In the past, developers may have had to switch between different hardware and software stacks: one platform for AI training, another for graphics rendering, and yet another tool for physics simulation. Data had to be moved back and forth between systems, which was inefficient, hard to debug, and prone to accumulating errors.

What MT Lambda aims to do is bring these previously fragmented steps back onto one foundation as much as possible. For developers, the ideal state is spending less time wrestling with low-level adaptation and more time on the algorithms, tasks, and scenarios themselves.

The cloud, the edge, and the ecosystem are also starting to close the loop

If MT Lambda solves how to train and simulate, another line of effort from Moore Threads is to complete the cloud, edge, and ecosystem pieces as well.

On the cloud side, there is the KUAE intelligent computing cluster.

In the era of large models, clusters are first understood as training infrastructure; but in the era of embodied intelligence, they are also like a giant robot training ground. Once simulation data is scaled up, demand grows rapidly:

A single robotic arm trajectory may need to generate visuals from multiple camera angles, under different lighting, with various materials and disturbances; an autonomous driving world model may generate massive weekly testing mileage; humanoid robot training also requires large numbers of parallel environments for repeated trial and error…
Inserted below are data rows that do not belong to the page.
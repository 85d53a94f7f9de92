mod group_service;
mod member_service;
mod validation_error;

pub use group_service::GroupService;
pub use member_service::MemberService;
pub use validation_error::ValidationError;

use thiserror::Error;
use tracing::warn;

use crate::database::{Db, StoreError};

/// What a service call can fail with. The boundary layer maps
/// `Validation` to a bad-input response, `NotFound` to a missing
/// resource, and treats `Database` as an internal failure.
#[derive(Debug, Error)]
pub enum ServiceError {
    /// Caller input violates a business rule; detected before any
    /// database call and never retried.
    #[error(transparent)]
    Validation(#[from] ValidationError),

    /// The named entity does not exist in the caller's tenant scope. An
    /// expected outcome, not a fault; also how a create loses the race
    /// against a concurrent delete.
    #[error("identified data not found")]
    NotFound,

    /// Opaque infrastructure failure, propagated untouched.
    #[error(transparent)]
    Database(sqlx::Error),
}

impl From<StoreError> for ServiceError {
    fn from(err: StoreError) -> Self {
        match err {
            StoreError::NotFound => ServiceError::NotFound,
            StoreError::Sqlx(err) => ServiceError::Database(err),
        }
    }
}

impl From<sqlx::Error> for ServiceError {
    fn from(err: sqlx::Error) -> Self {
        ServiceError::Database(err)
    }
}

/// Roll a failed transaction back. A rollback failure cannot change the
/// outcome the caller already has, so it is only logged.
async fn rollback(tx: Db) {
    if let Err(err) = tx.rollback().await {
        warn!(error = %err, "failed to roll back transaction");
    }
}
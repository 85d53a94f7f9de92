use anyhow::Result;
use config::{Config, Environment, File};
use serde::{Deserialize, Serialize};

#[derive(Debug, Deserialize, Serialize, Clone)]
pub struct Settings {
    pub database: DatabaseConfig,
}

#[derive(Debug, Deserialize, Serialize, Clone)]
pub struct DatabaseConfig {
    pub url: String,
    pub pool_max_size: u32,
    pub pool_timeout_seconds: u64,
}

impl Settings {
    /// Layered load: optional `config/settings.*` file, then
    /// `APP__`-prefixed environment variables (e.g. `APP__DATABASE__URL`).
    pub fn load() -> Result<Self> {
        dotenvy::dotenv().ok();

        let config = Config::builder()
            .add_source(File::with_name("config/settings").required(false))
            .add_source(
                Environment::with_prefix("APP")
                    .separator("__")
                    .try_parsing(true),
            )
            .build()?;

        Ok(config.try_deserialize()?)
    }
}

impl DatabaseConfig {
    /// For tests and tooling that only have a connection URL.
    pub fn from_url(url: impl Into<String>) -> Self {
        Self {
            url: url.into(),
            pool_max_size: 10,
            pool_timeout_seconds: 30,
        }
    }
}
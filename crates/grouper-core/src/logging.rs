use std::sync::Once;

use tracing_subscriber::{fmt, EnvFilter};

static INIT: Once = Once::new();

/// Install the global tracing subscriber. Idempotent so tests and the
/// process bootstrap can both call it.
pub fn init() {
    INIT.call_once(|| {
        let filter = EnvFilter::try_from_default_env()
            .unwrap_or_else(|_| EnvFilter::new("info,grouper_core=debug"));

        fmt()
            .with_env_filter(filter)
            .with_target(true)
            .init();
    });
}
mod group_store;
mod handle;
mod member_store;
mod models;
mod pool;

pub use group_store::{GroupStore, PgGroupStore};
pub use handle::Db;
pub use member_store::{MemberStore, PgMemberStore};
pub use models::{Group, Member, MemberCategory, NewMember, ParseCategoryError};
pub use pool::connect;

#[cfg(test)]
pub(crate) use group_store::MockGroupStore;
#[cfg(test)]
pub(crate) use handle::stub::{StubControl, TxEvent};
#[cfg(test)]
pub(crate) use member_store::MockMemberStore;

use thiserror::Error;

/// Store-layer failure vocabulary. `NotFound` is the one value every
/// upstream caller must recognize; everything else is opaque.
#[derive(Debug, Error)]
pub enum StoreError {
    /// No row matched the given key in the caller's tenant scope.
    #[error("identified data not found")]
    NotFound,

    #[error(transparent)]
    Sqlx(#[from] sqlx::Error),
}

/// Row-locking mode for fetch queries. `ForUpdate` takes an exclusive
/// lock on the matched row, held until the enclosing transaction ends.
#[derive(Debug, Clone, Copy, PartialEq, Eq)]
pub enum Locking {
    None,
    ForUpdate,
}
When data reaches the scale of millions or tens of millions of frames, the role of underlying compute shifts from accelerator to production line.
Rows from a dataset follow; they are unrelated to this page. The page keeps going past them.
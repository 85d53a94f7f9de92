use std::time::Duration;

use sqlx::postgres::PgPoolOptions;
use sqlx::PgPool;

use crate::config::DatabaseConfig;

/// Build the shared connection pool and verify it can reach the server.
pub async fn connect(config: &DatabaseConfig) -> sqlx::Result<PgPool> {
    let pool = PgPoolOptions::new()
        .max_connections(config.pool_max_size)
        .acquire_timeout(Duration::from_secs(config.pool_timeout_seconds))
        .connect(&config.url)
        .await?;

    sqlx::query("select 1").execute(&pool).await?;

    Ok(pool)
}
use std::fmt;
use std::str::FromStr;

use serde::{Deserialize, Serialize};
use thiserror::Error;
use uuid::Uuid;

/// Parent container, unique by name within a tenant. `name` is the
/// external lookup key; `id` never leaves the store/service layers.
#[derive(Debug, Clone, PartialEq, Eq, sqlx::FromRow, Serialize, Deserialize)]
pub struct Group {
    /// Assigned by the store on create; caller-supplied values are ignored.
    pub id: i32,
    pub name: String,
}

/// Closed set of member categories, stored by integer code.
#[derive(Debug, Clone, Copy, PartialEq, Eq, sqlx::Type, Serialize, Deserialize)]
#[repr(i32)]
#[serde(rename_all = "SCREAMING_SNAKE_CASE")]
pub enum MemberCategory {
    Standard = 1001,
    Oversize = 1002,
}

impl MemberCategory {
    pub const fn code(self) -> i32 {
        self as i32
    }

    pub const fn as_str(self) -> &'static str {
        match self {
            MemberCategory::Standard => "STANDARD",
            MemberCategory::Oversize => "OVERSIZE",
        }
    }
}

impl fmt::Display for MemberCategory {
    fn fmt(&self, f: &mut fmt::Formatter<'_>) -> fmt::Result {
        f.write_str(self.as_str())
    }
}

#[derive(Debug, Clone, PartialEq, Eq, Error)]
#[error("invalid member category: {0}")]
pub struct ParseCategoryError(pub String);

impl FromStr for MemberCategory {
    type Err = ParseCategoryError;

    fn from_str(value: &str) -> Result<Self, Self::Err> {
        match value {
            "STANDARD" => Ok(MemberCategory::Standard),
            "OVERSIZE" => Ok(MemberCategory::Oversize),
            other => Err(ParseCategoryError(other.to_string())),
        }
    }
}

/// Item owned by exactly one group. Looked up externally by
/// `external_id` plus the owning group's name, never by row id.
#[derive(Debug, Clone, PartialEq, sqlx::FromRow, Serialize, Deserialize)]
pub struct Member {
    pub id: i32,
    /// Random token assigned at creation; the only identity exposed
    /// outside the service.
    pub external_id: Uuid,
    pub category: MemberCategory,
    pub size_mm: f32,
    pub group_id: i32,
}

/// Raw caller input for member creation. The category stays text so a
/// bad value surfaces as a validation failure rather than a
/// deserialization error at the boundary.
#[derive(Debug, Clone, PartialEq, Deserialize)]
pub struct NewMember {
    pub category: String,
    pub size_mm: f32,
}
The core acceleration unit of Moore Threads’ KUAE cluster includes the MTT S5000. The MTT S5000 is based on the fourth-generation MUSA architecture, Pinghu, and delivers up to 1000 TFLOPS of dense AI compute per card, with 80GB of VRAM and 1.6TB/s memory bandwidth. It supports full-precision computation from FP8 to FP64, and is also one of the very few domestic GPUs in China that support both hardware ray tracing and AI training/inference.

In the context of embodied intelligence, these specs become much clearer: FP8, BF16, and FP16 support AI training and inference; ray tracing supports high-fidelity rendering; physical simulation and scientific computing support complex dynamics solving. In other words, embodied intelligence requires multiple capabilities to work together on a single architecture.

On the edge side, there are the Changjiang SoC and the E300 AI module.

The cloud handles large-scale training, and the simulation platform handles trial and verification, but in the end, the policy still needs to run on the robot itself. When robots act in the real world, they often cannot rely entirely on cloud responses. They need local perception, decision-making, and control, especially for tasks requiring low latency and high reliability. Edge compute is an essential piece that must be filled in.

The MTT E300 AI module, based on the Changjiang SoC, provides 50 TOPS-class local compute and can be deployed directly on robot terminals, supporting low-latency, high-reliability real-time response. In other words, the experience learned in the cloud must be turned into the robot’s immediate reaction through the edge module.

This creates a more complete closed loop: the cloud performs large-scale training and parallel simulation, MT Lambda handles policy development, data synthesis, and simulation validation, and the E300 AI module brings the training results to the robot terminal for execution.

More importantly, Moore Threads’ overall layout has already begun entering real-world ecosystem validation.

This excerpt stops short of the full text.